You can hack Foleo and flash your code directly to the Foleo’s non-volatile memory. You do so at your own risk but also, likely, to your delight. Foleo isn’t a phone, although it will connect to the internet through a Palm or Windows Mobile phone if you have one, and Foleo doesn’t play media files. But representatives in Palm’s LinuxWorld Expo booth were quick to respond to questions about Foleo’s limitations with “we’re actively looking for developers”. Foleo pushes enough standards buttons, including DirectFB graphics, to draw developers easily. Palm promises an introductory price of US$499 (NZ$696) and delivery “this [northern] summer”, but Palm booth reps told me that the thing is finished.

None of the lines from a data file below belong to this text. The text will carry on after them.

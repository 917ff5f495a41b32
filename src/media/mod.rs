//! §4.1–§4.3: the abstract media-engine contract and the pieces built on
//! top of it (worker pool, per-room router cluster, active-speaker
//! detection).

pub mod cluster;
pub mod detector;
pub mod engine;
pub mod worker_pool;
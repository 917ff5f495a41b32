//! §4.9 `GiftBuffer` — durable at-least-once delivery of gift transactions
//! to the business backend.

use std::sync::atomic::{AtomicU64, Ordering};
use std::sync::Arc;

use redis::AsyncCommands;
use serde_json::json;
use slog::{debug, error, o, warn, Logger};
use uuid::Uuid;

use crate::backend::{BackendClient, GiftBatchRequest};
use crate::error::InternalError;
use crate::redis_keys;
use crate::redis_pool::Pool;

use super::model::GiftTransaction;

const RENAME_PENDING: &str = r#"
if redis.call("EXISTS", KEYS[1]) == 0 then return 0 end
redis.call("RENAME", KEYS[1], KEYS[2])
return 1
"#;

/// Invoked once per failed/dead-lettered transaction so the session layer
/// can emit `gift:error` to the sender's sockets.
pub type OnGiftError = Box<dyn Fn(&GiftTransaction, &str, &str) + Send + Sync>;

pub struct GiftBuffer {
    pool: Pool,
    backend: Arc<BackendClient>,
    instance_tag: String,
    max_retries: u32,
    dead_letter_cap: isize,
    flush_count: AtomicU64,
    on_error: OnGiftError,
    log: Logger,
}

impl GiftBuffer {
    #[must_use]
    pub fn new(
        pool: Pool,
        backend: Arc<BackendClient>,
        max_retries: u32,
        dead_letter_cap: usize,
        on_error: OnGiftError,
        log: Logger,
    ) -> Self {
        Self {
            pool,
            backend,
            instance_tag: Uuid::new_v4().to_string(),
            max_retries,
            dead_letter_cap: dead_letter_cap as isize,
            flush_count: AtomicU64::new(0),
            on_error,
            log: log.new(o!("component" => "gift_buffer")),
        }
    }

    async fn conn(&self) -> Result<crate::redis_pool::Connection, InternalError> {
        Ok(self.pool.get().await.map_err(|e| {
            InternalError(failure::format_err!("redis pool checkout failed: {}", e))
        })?)
    }

    pub async fn enqueue(&self, gift: &GiftTransaction) -> Result<(), InternalError> {
        let mut conn = self.conn().await?;
        let payload = serde_json::to_string(gift)?;
        let _: i64 = conn.rpush(redis_keys::GIFTS_PENDING, payload).await?;
        Ok(())
    }

    /// One flush cycle. Returns the number of transactions processed
    /// (successfully submitted or dead-lettered), for tests/logging.
    pub async fn flush_once(&self) -> Result<usize, InternalError> {
        let processing_key =
            redis_keys::gifts_processing(&self.instance_tag, &Uuid::new_v4().to_string());

        let mut conn = self.conn().await?;
        let renamed: i64 = redis::Script::new(RENAME_PENDING)
            .key(redis_keys::GIFTS_PENDING)
            .key(&processing_key)
            .invoke_async(&mut conn)
            .await?;
        if renamed == 0 {
            return Ok(0);
        }

        let raw_entries: Vec<String> = conn.lrange(&processing_key, 0, -1).await?;

        let mut valid = Vec::new();
        for raw in raw_entries {
            match serde_json::from_str::<GiftTransaction>(&raw) {
                Ok(gift) => valid.push(gift),
                Err(e) => {
                    warn!(self.log, "dropping unparseable gift transaction";
                        "error" => %e);
                    self.push_dead_letter(&mut conn, &raw).await?;
                }
            }
        }

        if valid.is_empty() {
            let _: () = conn.del(&processing_key).await?;
            return Ok(0);
        }

        let request = GiftBatchRequest {
            transactions: valid
                .iter()
                .map(|g| {
                    json!({
                        "transaction_id": g.transaction_id,
                        "room_id": g.room_id,
                        "sender_user_id": g.sender_user_id,
                        "recipient_user_id": g.recipient_user_id,
                        "gift_id": g.gift_id,
                        "quantity": g.quantity,
                        "timestamp_ms": g.timestamp_ms,
                    })
                })
                .collect(),
        };

        let processed = valid.len();
        match self.backend.submit_gift_batch(&request).await {
            Ok(response) => {
                for failure in response.failed {
                    if let Some(gift) = valid
                        .iter()
                        .find(|g| g.transaction_id.to_string() == failure.transaction_id)
                    {
                        (self.on_error)(gift, &failure.code, &failure.reason);
                    }
                }
                let _: () = conn.del(&processing_key).await?;
            }
            Err(e) => {
                warn!(self.log, "gift batch submission failed, retrying";
                    "error" => %e, "count" => valid.len());
                let mut pipe = redis::pipe();
                for mut gift in valid {
                    gift.retry_count += 1;
                    if gift.retry_count >= self.max_retries {
                        (self.on_error)(&gift, "PROCESSING_FAILED", "max retries exceeded");
                        let payload = serde_json::to_string(&gift)?;
                        pipe.lpush(redis_keys::GIFTS_DEAD_LETTER, payload)
                            .ltrim(redis_keys::GIFTS_DEAD_LETTER, 0, self.dead_letter_cap - 1);
                    } else {
                        let payload = serde_json::to_string(&gift)?;
                        pipe.rpush(redis_keys::GIFTS_PENDING, payload);
                    }
                }
                pipe.del(&processing_key);
                pipe.query_async(&mut conn).await?;
            }
        }

        let flush_number = self.flush_count.fetch_add(1, Ordering::Relaxed) + 1;
        if flush_number % 10 == 0 {
            let len: i64 = conn.llen(redis_keys::GIFTS_DEAD_LETTER).await?;
            debug!(self.log, "dead-letter queue depth"; "length" => len);
        }

        Ok(processed)
    }

    async fn push_dead_letter(
        &self,
        conn: &mut crate::redis_pool::Connection,
        raw: &str,
    ) -> Result<(), InternalError> {
        redis::pipe()
            .lpush(redis_keys::GIFTS_DEAD_LETTER, raw)
            .ltrim(redis_keys::GIFTS_DEAD_LETTER, 0, self.dead_letter_cap - 1)
            .query_async(conn)
            .await?;
        Ok(())
    }

    /// Periodic task entry point: runs until `shutdown` resolves, flushing
    /// every `interval`, with one final flush before returning (§5
    /// graceful shutdown step iii).
    pub async fn run(
        self: Arc<Self>,
        interval: std::time::Duration,
        mut shutdown: tokio::sync::watch::Receiver<bool>,
    ) {
        let mut ticker = tokio::time::interval(interval);
        loop {
            tokio::select! {
                _ = ticker.tick() => {
                    if let Err(e) = self.flush_once().await {
                        error!(self.log, "gift buffer flush failed"; "error" => %e);
                    }
                }
                _ = shutdown.changed() => {
                    if *shutdown.borrow() {
                        break;
                    }
                }
            }
        }
        if let Err(e) = self.flush_once().await {
            error!(self.log, "final gift buffer flush failed"; "error" => %e);
        }
    }
}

In a booth far less flashy, an outfit called OpenMoko was showing developer previews of a gorgeous, fully open-source US$300 Linux phone called Neo, that’s already sold out. The device has tons of gawk appeal for its UI’s visual similarities to iPhone (it looks nothing like you’d expect phone Linux to look), but publicity on Neo hit before iPhone made its debut. The company that makes Neo is in transition, as it were, in the process of being spun off from its parent. But OpenMoko is real, with matching .org and .com URLs and everything, and I’m curious about where the project will end up.

I’m curious about the whole mobile Linux field in general — we’ve been here before with memorably limited success, but iPhone’s near perfection, despite its tease/denial game with open source developers, may have been just the shot in the arm that will put Linux on a successful phone.

As I said about iPhone, bragging about running an open OS on your device, when source code for said device is not published, is noise. Motorola is on the brink of going truly open or emulating iPhone’s business model. Perhaps it’s waiting to see how Apple fares. Palm, OpenMoko and some others are pushing ahead. Mobile Linux is not a gold mine yet, but whatever gold there is to be had is completely untapped.